MENTAL health services need better funding so vulnerable people aren’t left in police care, Hampshire Police Federation has said.
She was speaking after statistics obtained by the BBC under Freedom of Information law suggested up to 4,500 people in mental health crisis were held in police custody in England and Wales in a year.
Zoë Wakefield said: “There definitely needs to be more funding into mental health services and expansion so that people can get the medical help they need. A lot of these people are having a medical crisis and they try and phone other departments and they get nowhere so they end up phoning the police.
“Police officers have training in mental health but we’re not medical professionals. We do the best we can but they need medical help, not police officers.
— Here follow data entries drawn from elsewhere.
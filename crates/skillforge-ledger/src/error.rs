use thiserror::Error;

/// Errors surfaced by the ledger client boundary.
///
/// Contract-logic rejections and transport failures are distinct variants
/// here; the workflow layer maps write-path failures it cannot act on
/// identically and recommends retry.
#[derive(Debug, Error, Clone, PartialEq, Eq)]
pub enum LedgerError {
    #[error("course {0} does not exist")]
    CourseNotFound(u64),

    #[error("no certificate exists for token {0}")]
    CertificateNotFound(u64),

    #[error("student is already enrolled in course {0}")]
    AlreadyEnrolled(u64),

    #[error("course {0} is already completed for this student")]
    AlreadyCompleted(u64),

    #[error("attached value does not cover the course fee")]
    InsufficientValue,

    #[error("student is not enrolled in course {0}")]
    NotEnrolled(u64),

    #[error("a passing exam result is already recorded and cannot be overwritten")]
    ResultLocked,

    #[error("a course with this title already exists")]
    DuplicateTitle,

    #[error("write rejected by contract logic: {0}")]
    WriteRejected(String),

    #[error("ledger transport error: {0}")]
    Transport(String),
}
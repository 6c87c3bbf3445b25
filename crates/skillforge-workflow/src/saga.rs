use std::sync::Arc;

use chrono::{NaiveDate, Utc};
use serde::{Deserialize, Serialize};
use tracing::{info, warn};

use skillforge_content::ContentStore;
use skillforge_exam::Verdict;
use skillforge_ledger::{LedgerClient, MarkCompletion};
use skillforge_types::{Address, CertificateMetadata, ContentId, CourseId, TxId};

use crate::auth::authorize_issuance;
use crate::error::WorkflowError;

/// Issuance command.
#[derive(Clone, Debug)]
pub struct IssueRequest {
    pub course_id: CourseId,
    pub student: Address,
    /// Name to record on the certificate; falls back to the name recorded
    /// at enrollment when empty.
    pub student_name: String,
    pub acting: Address,
    /// Verdict from the acting session's exam sitting, if any. Required
    /// for student self-service; ignored for instructor/owner issuance.
    pub session_verdict: Option<Verdict>,
}

/// Receipt for a completed issuance.
#[derive(Clone, Debug, PartialEq, Eq, Serialize, Deserialize)]
pub struct IssuanceReceipt {
    pub tx_id: TxId,
    pub metadata_content_id: ContentId,
    pub completed_on: NaiveDate,
}

/// The completion/certificate-issuance saga.
///
/// The only multi-step, multi-system operation in the platform: it spans
/// the content store and the ledger with no cross-system transaction, so
/// consistency rests on ordering and idempotence rather than atomic
/// commit. Every precondition is re-evaluated on each invocation, the pin
/// happens strictly before the ledger write, and both halves are safe to
/// retry: pinning is idempotent by content, and the ledger accepts at most
/// one completion per (course, student) pair.
pub struct CertificateIssuanceSaga {
    ledger: Arc<dyn LedgerClient>,
    content: Arc<dyn ContentStore>,
}

impl CertificateIssuanceSaga {
    pub fn new(ledger: Arc<dyn LedgerClient>, content: Arc<dyn ContentStore>) -> Self {
        Self { ledger, content }
    }

    /// Run the saga to completion or to a clean, retry-safe failure.
    ///
    /// Failure modes by step:
    /// - precondition failures (authorization, duplicate, enrollment, exam
    ///   status) abort with no side effects at all;
    /// - a pin failure aborts with no ledger write — nothing on-chain ever
    ///   references a blob that was not pinned;
    /// - a ledger write failure after a successful pin leaves an orphaned
    ///   blob, which is inert: the retry re-pins the identical document to
    ///   the identical id and re-attempts the write.
    pub async fn issue(&self, request: &IssueRequest) -> Result<IssuanceReceipt, WorkflowError> {
        let IssueRequest {
            course_id,
            student,
            acting,
            ..
        } = request;
        info!(course = %course_id, student = %student, acting = %acting, "issuance requested");

        // Step 1: authorization. No side effects on failure.
        let course = self.ledger.course(*course_id).await?;
        authorize_issuance(
            self.ledger.as_ref(),
            acting,
            &course,
            student,
            request.session_verdict.as_ref(),
        )
        .await?;

        // Step 2: optimistic duplicate check. Not atomic with the final
        // write; the ledger re-arbitrates at step 7.
        if self
            .ledger
            .completion_date(*course_id, student)
            .await?
            .is_some()
        {
            return Err(WorkflowError::AlreadyCompleted);
        }

        // Step 3: enrollment.
        let enrollment = self
            .ledger
            .enrollments_of(student)
            .await?
            .into_iter()
            .find(|enrollment| enrollment.course_id == *course_id)
            .ok_or(WorkflowError::NotEnrolled)?;

        // Step 4: exam status, resolved from the ledger rather than any
        // session-cached verdict.
        let exam_result = self.ledger.exam_result(*course_id, student).await?;
        if !exam_result.passed {
            return Err(WorkflowError::ExamNotPassed);
        }

        // Step 5: deterministic metadata assembly.
        let student_name = if request.student_name.trim().is_empty() {
            enrollment.student_name.clone()
        } else {
            request.student_name.clone()
        };
        let completed_on = Utc::now().date_naive();
        let metadata = CertificateMetadata::new(
            *course_id,
            &course.title,
            course.fee,
            &course.instructor,
            &student_name,
            student,
            enrollment.enrolled_at.date_naive(),
            exam_result.status(),
            completed_on,
        );

        // Step 6: pin before telling the ledger the certificate exists.
        let metadata_content_id = self
            .content
            .pin(&metadata.canonical_bytes())
            .await
            .map_err(|err| {
                warn!(course = %course_id, student = %student, %err, "metadata pin failed");
                WorkflowError::PinningFailed(err)
            })?;

        // Step 7: the completion write. The ledger is the final arbiter of
        // the at-most-once invariant; a lost race surfaces AlreadyCompleted.
        let tx_id = self
            .ledger
            .mark_completion_and_issue_certificate(MarkCompletion {
                course_id: *course_id,
                student: student.clone(),
                student_name,
                metadata_content_id: metadata_content_id.clone(),
                from: acting.clone(),
            })
            .await
            .map_err(|err| {
                warn!(course = %course_id, student = %student, %err, "completion write failed");
                WorkflowError::from_write(err)
            })?;

        info!(
            course = %course_id,
            student = %student,
            tx = %tx_id,
            content_id = %metadata_content_id,
            "completion marked, certificate issued"
        );

        // Step 8: receipt.
        Ok(IssuanceReceipt {
            tx_id,
            metadata_content_id,
            completed_on,
        })
    }
}
//! Exam administration and grading.
//!
//! The engine is pure: it holds the fixed question banks, hands out one
//! bank per administration, and grades an attempt deterministically with
//! no external dependency. Pass/fail is all-or-nothing over the full
//! question set; pass-is-terminal is enforced by the issuance workflow and
//! the ledger, not here.

#![deny(unsafe_code)]

mod bank;
mod builtin;
mod engine;

pub use bank::{ExamAttempt, Question, QuestionBank, QuestionId};
pub use builtin::builtin_banks;
pub use engine::{ExamEngine, ExamError, Verdict};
It’s not fair that then they’re left with no other option but to leave them stuck in a police car or a police van or a police cell for hours and hours on end. I’m sure if any of us that have any family members that are in that position, we wouldn’t want the police anywhere near them; we’d want medical people to be looking after them.”
Because policing’s role is to save life or limb, the service will always act, Zoë said.
She added: “I don’t have any issues with us getting involved but we should very quickly then be able to pass it over to the medical professionals. At the moment it’s hours and hours and hours and hours, sometimes days before we can hand the person over. And all the while they’re stuck in a police cell, normally with a police officer with them who then can’t go out and deal with anybody else’s crimes or can’t go out and help anybody else. It’s very frustrating.”
Police officers are also being put at risk, Zoë added, in being the first port of call for any mental health episode.
She said: “Just had a couple of days ago two officers stopped somebody in a mental health crisis, who then pointed a gun at them. Officers are at risk, definitely.”